----- Data extract

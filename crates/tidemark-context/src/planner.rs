//! Flush planning: from tracked entries to an ordered action sequence.
//!
//! The planner walks the entry table, decides which rows must be inserted,
//! updated, or deleted, and orders the resulting actions so that every
//! foreign-key dependency is satisfied:
//!
//! - the insert of a referenced row precedes the inserts that reference it;
//! - the delete of a referencing row precedes the delete it references;
//! - within a dependency tier, ties break on (entity declaration index,
//!   identity), so plans are fully deterministic for batching and tests.
//!
//! Insert cycles are resolvable when at least one edge in the cycle is
//! nullable: the planner inserts that row with a NULL foreign key and
//! appends a follow-up update that patches the reference once both rows
//! exist. Delete cycles break symmetrically with a foreign-key-clearing
//! update ahead of the deletes. A cycle with no nullable edge fails with
//! [`ContextError::UnresolvableCycle`] before anything is sent.
//!
//! Key generation is part of the plan: strategies with no round trip
//! resolve while planning; round-trip strategies become leading
//! `GenerateKey` actions whose results substitute into dependent inserts
//! at execution time.

use std::collections::{BTreeMap, BTreeSet};

use tidemark_types::{
    AssocValue, AssociationKind, Entity, EntityMeta, IdStrategy, Ident, MetadataRegistry, Value,
    entity,
};
use tracing::debug;
use uuid::Uuid;

use crate::ContextError;
use crate::action::{Action, ActionKind, ParamSource};
use crate::context::PersistenceContext;
use crate::entry::EntryStatus;

/// An ordered sequence of actions produced by one flush.
#[derive(Debug, Default)]
pub struct FlushPlan {
    /// The actions, in execution order.
    pub actions: Vec<Action>,
}

impl FlushPlan {
    /// The number of planned actions.
    pub fn len(&self) -> usize {
        self.actions.len()
    }

    /// Whether the plan is empty (nothing to flush).
    pub fn is_empty(&self) -> bool {
        self.actions.is_empty()
    }
}

/// One foreign-key reference discovered while extracting a row.
#[derive(Debug, Clone)]
struct EdgeRef {
    column: String,
    target: Ident,
    nullable: bool,
}

/// A work item: an action plus the references that order it.
#[derive(Debug)]
struct WorkItem {
    action: Action,
    refs: Vec<EdgeRef>,
    decl_index: usize,
}

/// Plans flushes against an immutable metadata registry.
#[derive(Debug, Clone, Copy)]
pub struct FlushPlanner<'a> {
    registry: &'a MetadataRegistry,
}

impl<'a> FlushPlanner<'a> {
    /// Create a planner over the given registry.
    pub const fn new(registry: &'a MetadataRegistry) -> Self {
        Self { registry }
    }

    /// Produce the ordered flush plan for the context's current state.
    ///
    /// Mutates the context only by resolving non-round-trip keys (UUID
    /// strategies assign here and re-key their entries). No statement is
    /// sent; any error leaves the database untouched.
    ///
    /// # Errors
    ///
    /// Returns [`ContextError`] for planning failures: missing metadata,
    /// dead references on new entries, missing assigned keys, unmanaged
    /// foreign-key targets, or unresolvable dependency cycles.
    pub fn plan(&self, context: &mut PersistenceContext) -> Result<FlushPlan, ContextError> {
        self.resolve_immediate_keys(context)?;

        let (generate_keys, inserts, updates, deletes) = self.collect_work(context)?;

        let (ordered_inserts, insert_fixups) = order_inserts(inserts)?;
        let (delete_fixups, ordered_deletes) = order_deletes(deletes)?;

        let mut actions = generate_keys;
        actions.extend(ordered_inserts);
        actions.extend(updates);
        actions.extend(insert_fixups);
        actions.extend(delete_fixups);
        actions.extend(ordered_deletes);

        debug!(actions = actions.len(), "flush plan ready");
        Ok(FlushPlan { actions })
    }

    /// Assign keys for new entries whose strategy needs no round trip.
    fn resolve_immediate_keys(
        &self,
        context: &mut PersistenceContext,
    ) -> Result<(), ContextError> {
        let mut assignments: Vec<(Ident, Value)> = Vec::new();

        for entry in context.iter() {
            if entry.status() != EntryStatus::New || !entry.ident().key().is_pending() {
                continue;
            }
            let ident = entry.ident().clone();
            let Some(handle) = entry.live() else {
                return Err(ContextError::DeadReference(ident));
            };
            let meta = self
                .registry
                .get(ident.entity())
                .ok_or_else(|| ContextError::NoMetadata(ident.entity().clone()))?;

            // A key the caller set by hand wins over any strategy.
            if let Some(key) = entity::read(&handle).key() {
                assignments.push((ident, key.clone()));
                continue;
            }

            match &meta.id_strategy {
                IdStrategy::Uuid => {
                    let key = Value::Uuid(Uuid::now_v7());
                    entity::write(&handle).set_key(key.clone());
                    assignments.push((ident, key));
                }
                IdStrategy::Assigned => return Err(ContextError::MissingKey(ident)),
                IdStrategy::Sequence { .. }
                | IdStrategy::TableRow { .. }
                | IdStrategy::Custom(_) => {}
            }
        }

        for (old, key) in assignments {
            context.rekey(&old, key);
        }
        Ok(())
    }

    /// Walk the entry table and build the unordered work items.
    #[allow(clippy::type_complexity)]
    fn collect_work(
        &self,
        context: &PersistenceContext,
    ) -> Result<(Vec<Action>, Vec<WorkItem>, Vec<Action>, Vec<WorkItem>), ContextError> {
        let mut generate_keys: Vec<(usize, Action)> = Vec::new();
        let mut inserts: Vec<WorkItem> = Vec::new();
        let mut updates: Vec<(usize, Action)> = Vec::new();
        let mut deletes: Vec<WorkItem> = Vec::new();

        for entry in context.iter() {
            let ident = entry.ident().clone();
            let meta = self
                .registry
                .get(ident.entity())
                .ok_or_else(|| ContextError::NoMetadata(ident.entity().clone()))?;

            match entry.status() {
                EntryStatus::ReadOnly => {}
                EntryStatus::New => {
                    let Some(handle) = entry.live() else {
                        return Err(ContextError::DeadReference(ident));
                    };
                    if ident.key().is_pending() {
                        generate_keys.push((
                            meta.decl_index,
                            Action::generate_key(meta.name.clone(), ident.clone()),
                        ));
                    }

                    let guard = entity::read(&handle);
                    let (columns, refs) =
                        self.extract_insert(context, &guard, &meta, &ident)?;
                    drop(guard);

                    let depends_on = refs.iter().map(|r| r.target.clone()).collect();
                    inserts.push(WorkItem {
                        action: Action {
                            kind: ActionKind::Insert,
                            entity: meta.name.clone(),
                            ident,
                            columns,
                            expected_version: None,
                            bump_version: false,
                            depends_on,
                        },
                        refs,
                        decl_index: meta.decl_index,
                    });
                }
                EntryStatus::Managed => {
                    // A dropped live object cannot have pending changes.
                    let Some(handle) = entry.live() else {
                        continue;
                    };
                    let guard = entity::read(&handle);
                    let current = self.extract_current(context, &guard, &meta)?;
                    drop(guard);

                    let changed = changed_columns(entry.snapshot(), &current);
                    let wants_update = !changed.is_empty()
                        || entry.dirty_forced()
                        || entry.version_bump_forced();
                    if !wants_update {
                        continue;
                    }
                    if changed.is_empty() && !meta.versioned() {
                        // Nothing to write and no version to bump.
                        continue;
                    }
                    updates.push((
                        meta.decl_index,
                        Action {
                            kind: ActionKind::Update,
                            entity: meta.name.clone(),
                            ident: ident.clone(),
                            columns: changed,
                            expected_version: entry.version(),
                            bump_version: meta.versioned(),
                            depends_on: Vec::new(),
                        },
                    ));
                }
                EntryStatus::Removed => {
                    // Delete ordering follows the *stored* foreign keys, so
                    // references come from the snapshot, not the live object.
                    let refs = delete_refs(entry.snapshot(), &meta);
                    let depends_on = Vec::new();
                    deletes.push(WorkItem {
                        action: Action {
                            kind: ActionKind::Delete,
                            entity: meta.name.clone(),
                            ident: ident.clone(),
                            columns: Vec::new(),
                            expected_version: entry.version(),
                            bump_version: false,
                            depends_on,
                        },
                        refs,
                        decl_index: meta.decl_index,
                    });
                }
            }
        }

        generate_keys.sort_by(|a, b| (a.0, &a.1.ident).cmp(&(b.0, &b.1.ident)));
        updates.sort_by(|a, b| (a.0, &a.1.ident).cmp(&(b.0, &b.1.ident)));

        Ok((
            generate_keys.into_iter().map(|(_, a)| a).collect(),
            inserts,
            updates.into_iter().map(|(_, a)| a).collect(),
            deletes,
        ))
    }

    /// Extract the full insert payload for a new entity, in declaration
    /// order: key, scalar fields, foreign keys, version.
    fn extract_insert(
        &self,
        context: &PersistenceContext,
        guard: &Entity,
        meta: &EntityMeta,
        ident: &Ident,
    ) -> Result<(Vec<(String, ParamSource)>, Vec<EdgeRef>), ContextError> {
        let mut columns: Vec<(String, ParamSource)> = Vec::new();
        let mut refs: Vec<EdgeRef> = Vec::new();

        let key_param = match ident.key_value() {
            Some(key) => ParamSource::Value(key.clone()),
            None => ParamSource::KeyOf(ident.clone()),
        };
        columns.push((meta.key_column.clone(), key_param));

        for field in &meta.fields {
            let value = guard
                .field(&field.name)
                .cloned()
                .unwrap_or(Value::Null);
            columns.push((field.column.clone(), ParamSource::Value(value)));
        }

        for assoc in &meta.associations {
            let AssociationKind::ManyToOne { column, nullable } = &assoc.kind else {
                continue;
            };
            let (param, target) =
                self.reference_param(context, guard, &assoc.name, &meta.name)?;
            if let Some(target) = target {
                refs.push(EdgeRef {
                    column: column.clone(),
                    target,
                    nullable: *nullable,
                });
            }
            columns.push((column.clone(), param));
        }

        if let Some(version_column) = &meta.version_column {
            columns.push((version_column.clone(), ParamSource::Value(Value::Int(0))));
        }

        Ok((columns, refs))
    }

    /// Extract the current column state of a managed entity for diffing.
    ///
    /// Untouched association slots and absent fields fall back to the
    /// snapshot value, so only genuine caller changes count as dirty.
    fn extract_current(
        &self,
        context: &PersistenceContext,
        guard: &Entity,
        meta: &EntityMeta,
    ) -> Result<Vec<(String, ParamSource)>, ContextError> {
        let ident = guard
            .key()
            .map(|k| Ident::assigned(meta.name.clone(), k.clone()));
        let snapshot = ident
            .as_ref()
            .and_then(|i| context.snapshot(i));

        let mut columns: Vec<(String, ParamSource)> = Vec::new();
        for field in &meta.fields {
            let value = guard.field(&field.name).cloned().or_else(|| {
                snapshot.and_then(|s| s.get(&field.column).cloned())
            });
            columns.push((
                field.column.clone(),
                ParamSource::Value(value.unwrap_or(Value::Null)),
            ));
        }

        for assoc in &meta.associations {
            let AssociationKind::ManyToOne { column, .. } = &assoc.kind else {
                continue;
            };
            match guard.association(&assoc.name) {
                AssocValue::Unset => {
                    let value = snapshot
                        .and_then(|s| s.get(column).cloned())
                        .unwrap_or(Value::Null);
                    columns.push((column.clone(), ParamSource::Value(value)));
                }
                AssocValue::Cleared => {
                    columns.push((column.clone(), ParamSource::Value(Value::Null)));
                }
                AssocValue::One(_) | AssocValue::Many(_) => {
                    let (param, _target) =
                        self.reference_param(context, guard, &assoc.name, &meta.name)?;
                    columns.push((column.clone(), param));
                }
            }
        }

        Ok(columns)
    }

    /// Resolve a to-one association slot into a column parameter, plus the
    /// referenced identity when the target is tracked.
    fn reference_param(
        &self,
        context: &PersistenceContext,
        guard: &Entity,
        assoc_name: &str,
        entity_name: &tidemark_types::EntityName,
    ) -> Result<(ParamSource, Option<Ident>), ContextError> {
        let Some(target) = guard.assoc_one(assoc_name) else {
            return Ok((ParamSource::Value(Value::Null), None));
        };

        let target_guard = entity::read(&target);
        if let Some(key) = target_guard.key() {
            let ident = Ident::assigned(target_guard.name().clone(), key.clone());
            return Ok((ParamSource::Value(key.clone()), Some(ident)));
        }
        drop(target_guard);

        // Keyless target: it must be tracked (its key arrives during this
        // flush), otherwise the reference can never be satisfied.
        match context.ident_of(&target) {
            Some(ident) => Ok((ParamSource::KeyOf(ident.clone()), Some(ident))),
            None => Err(ContextError::UnresolvedReference {
                entity: entity_name.clone(),
                association: assoc_name.to_owned(),
            }),
        }
    }
}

----------

Assigned task:
Your reply should hold only the lines from the first line of the records through the one with "The planner walks", reproduced word for word.

Written solution:
filename crates/tidemark-context/src/planner.rs
//! Flush planning: from tracked entries to an ordered action sequence.
//!
//! The planner walks the entry table, decides which rows must be inserted,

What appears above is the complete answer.